Robotics & Robot Perception
Robotics ROS Perception Human-Robot Interaction
Robots in the real world
My research has always circled back to physical systems. Before Quality-Diversity optimization and interactive AI became my core focus, I worked directly on robot perception, domestic robotics, and human-robot teamwork — building systems that had to function in messy, human-centred environments rather than clean simulations.
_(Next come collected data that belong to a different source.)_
impl SpotStore for SqliteSpotStore<'_> {
    fn next_available(&self, parking_type: ParkingType) -> Result<Option<ParkingSpot>> {
        let number: Option<i64> = self
            .conn
            .query_row(
                "SELECT MIN(number) FROM parking WHERE parking_type = ?1 AND available = 1",
                params![parking_type.as_str()],
                |row| row.get(0),
            )?;

        Ok(number.map(|number| ParkingSpot::new(number, parking_type, true)))
    }

    fn update_availability(&self, number: i64, available: bool) -> Result<bool> {
        // Conditional flip: only one writer can move a spot from free to taken
        let changed = self.conn.execute(
            "UPDATE parking SET available = ?1 WHERE number = ?2 AND available != ?1",
            params![available, number],
        )?;

        if changed == 0 && self.get_spot(number)?.is_none() {
            return Err(ParkingError::SpotNotFound(number));
        }

        Ok(changed == 1)
    }

    fn get_spot(&self, number: i64) -> Result<Option<ParkingSpot>> {
        let row = self
            .conn
            .query_row(
                "SELECT parking_type, available FROM parking WHERE number = ?1",
                params![number],
                |row| Ok((row.get::<_, String>(0)?, row.get::<_, bool>(1)?)),
            )
            .optional()?;

        match row {
            Some((tag, available)) => Ok(Some(ParkingSpot::new(number, tag.parse()?, available))),
            None => Ok(None),
        }
    }
}

// ============================================================================
// TICKET STORE
// ============================================================================

const TICKET_SELECT: &str = "SELECT t.id, t.parking_number, p.parking_type, t.vehicle_reg_number,
            t.price, t.in_time, t.out_time
     FROM ticket t
     INNER JOIN parking p ON p.number = t.parking_number";

/// Raw columns of a ticket row, converted outside the rusqlite closure so
/// tag and timestamp failures keep their own error kinds
struct TicketRow {
    id: i64,
    spot_number: i64,
    parking_type: String,
    vehicle_reg: String,
    price: Option<f64>,
    in_time: String,
    out_time: Option<String>,
}

fn read_ticket_row(row: &rusqlite::Row<'_>) -> rusqlite::Result<TicketRow> {
    Ok(TicketRow {
        id: row.get(0)?,
        spot_number: row.get(1)?,
        parking_type: row.get(2)?,
        vehicle_reg: row.get(3)?,
        price: row.get(4)?,
        in_time: row.get(5)?,
        out_time: row.get(6)?,
    })
}

impl TicketRow {
    fn into_ticket(self) -> Result<Ticket> {
        Ok(Ticket {
            id: Some(self.id),
            spot_number: self.spot_number,
            parking_type: self.parking_type.parse()?,
            vehicle_reg: self.vehicle_reg,
            in_time: parse_time(&self.in_time)?,
            out_time: self.out_time.as_deref().map(parse_time).transpose()?,
            price: self.price,
        })
    }
}

/// Fixed-width UTC timestamps so text order matches time order
fn format_time(time: DateTime<Utc>) -> String {
    time.to_rfc3339_opts(SecondsFormat::Micros, true)
}

fn parse_time(text: &str) -> Result<DateTime<Utc>> {
    DateTime::parse_from_rfc3339(text)
        .map(|t| t.with_timezone(&Utc))
        .map_err(ParkingError::store)
}

pub struct SqliteTicketStore<'c> {
    conn: &'c Connection,
    actor: String,
}

impl<'c> SqliteTicketStore<'c> {
    pub fn new(conn: &'c Connection) -> Self {
        Self::with_actor(conn, "parking_desk")
    }

    /// Name recorded as the actor of audit events
    pub fn with_actor(conn: &'c Connection, actor: &str) -> Self {
        Self {
            conn,
            actor: actor.to_string(),
        }
    }
}

impl TicketStore for SqliteTicketStore<'_> {
    fn save(&self, ticket: &Ticket) -> Result<i64> {
        let tx = self.conn.unchecked_transaction()?;

        tx.execute(
            "INSERT INTO ticket (parking_number, vehicle_reg_number, price, in_time, out_time)
             VALUES (?1, ?2, ?3, ?4, ?5)",
            params![
                ticket.spot_number,
                ticket.vehicle_reg,
                ticket.price,
                format_time(ticket.in_time),
                ticket.out_time.map(format_time),
            ],
        )?;
        let id = tx.last_insert_rowid();

        let event = Event::new(
            "ticket_opened",
            "ticket",
            &id.to_string(),
            serde_json::json!({
                "vehicle_reg": ticket.vehicle_reg,
                "spot": ticket.spot_number,
                "parking_type": ticket.parking_type,
            }),
            &self.actor,
        );
        insert_event(&tx, &event)?;

        tx.commit()?;
        Ok(id)
    }

    fn get_open_ticket(&self, vehicle_reg: &str) -> Result<Option<Ticket>> {
        let sql = format!(
            "{} WHERE t.vehicle_reg_number = ?1 AND t.out_time IS NULL
             ORDER BY t.in_time DESC, t.id DESC LIMIT 1",
            TICKET_SELECT
        );

        let row = self
            .conn
            .query_row(&sql, params![vehicle_reg], read_ticket_row)
            .optional()?;

        row.map(TicketRow::into_ticket).transpose()
    }

    fn count_prior_closed_tickets(&self, vehicle_reg: &str) -> Result<u32> {
        let count: u32 = self.conn.query_row(
            "SELECT COUNT(*) FROM ticket WHERE vehicle_reg_number = ?1 AND out_time IS NOT NULL",
            params![vehicle_reg],
            |row| row.get(0),
        )?;

        Ok(count)
    }

    fn update(&self, ticket: &Ticket) -> Result<()> {
        let id = ticket.id.ok_or_else(|| {
            ParkingError::InvalidInput(format!(
                "ticket for {} has never been saved",
                ticket.vehicle_reg
            ))
        })?;

        let tx = self.conn.unchecked_transaction()?;

        // Only a ticket still open in the store can be closed
        let sql = if ticket.is_open() {
            "UPDATE ticket SET price = ?1, out_time = ?2 WHERE id = ?3"
        } else {
            "UPDATE ticket SET price = ?1, out_time = ?2 WHERE id = ?3 AND out_time IS NULL"
        };
        let changed = tx.execute(sql, params![ticket.price, ticket.out_time.map(format_time), id])?;
        if changed == 0 {
            return Err(ParkingError::TicketNotFound(ticket.vehicle_reg.clone()));
        }

        let event_type = if ticket.is_open() { "ticket_reopened" } else { "ticket_closed" };
        let event = Event::new(
            event_type,
            "ticket",
            &id.to_string(),
            serde_json::json!({
                "vehicle_reg": ticket.vehicle_reg,
                "spot": ticket.spot_number,
                "price": ticket.price,
            }),
            &self.actor,
        );
        insert_event(&tx, &event)?;

        tx.commit()?;
        Ok(())
    }
}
That background shapes how I approach optimization today: methods ultimately have to produce robust, adaptive behaviour at the interface of simulation, optimization, and real-world controllers.
b-it-bots — RoboCup@Home
As an active member of the b-it-bots team (2012–2015), I developed robotic perception systems for domestic robotics using ROS, C++, and Python. The team competed in the RoboCup@Home league, which challenges robots to assist humans in realistic home environments — fetching objects, recognizing people, and navigating cluttered spaces.
- RoboCup@Home selections with the b-it-bots team — perception systems for domestic robotics (2012–2015)
- RoboCup German Open, Magdeburg (2013)
- Team description paper: The b-it-bots Robo-Cup at Home 2014 Team Description Paper
Transparent object recognition
Within an independent R&D project, I developed a perception system capable of identifying transparent household objects based on the physical limitations of an RGB-D camera. Depth sensors typically fail on glass and other transparent surfaces; the approach fused multiple sensor modalities to recover reliable recognition.
This work was published at the RoboCup International Symposium 2016 and received the symposium’s Best Paper Award.
NIFTi — search-and-rescue robotics
At Fraunhofer IAIS (2011–2012) I contributed to NIFTi, an EU project on search-and-rescue robotics and human-robot interaction in urban search-and-rescue scenarios. NIFTi examined multi-robot deployments that enable cooperative teamwork and reduce the operator’s cognitive load — operationalizing natural collaboration as a trade-off between operational and cooperative demands within a cognitive architecture, minimizing cognitive load and optimizing joint team workflow.
Partners included the DFKI Language Technology Lab, TNO, Fraunhofer IAIS, Bluebotics, ETH Zurich, Czech Technical University in Prague, Sapienza University of Rome, the Dortmund Fire Department, and Corpo Nazionale Vigili del Fuoco (Italian Ministry of the Interior).
From robot controllers to optimization
Quality-Diversity optimization — the methodological core of much of my later work — originated in the robust control of robots. My interest in generating robust, adaptive controllers across simulation and physical systems is a direct continuation of this experimental robotics background, and connects to current work on multiphysical digital twins at the interface of simulation and physical robotic systems.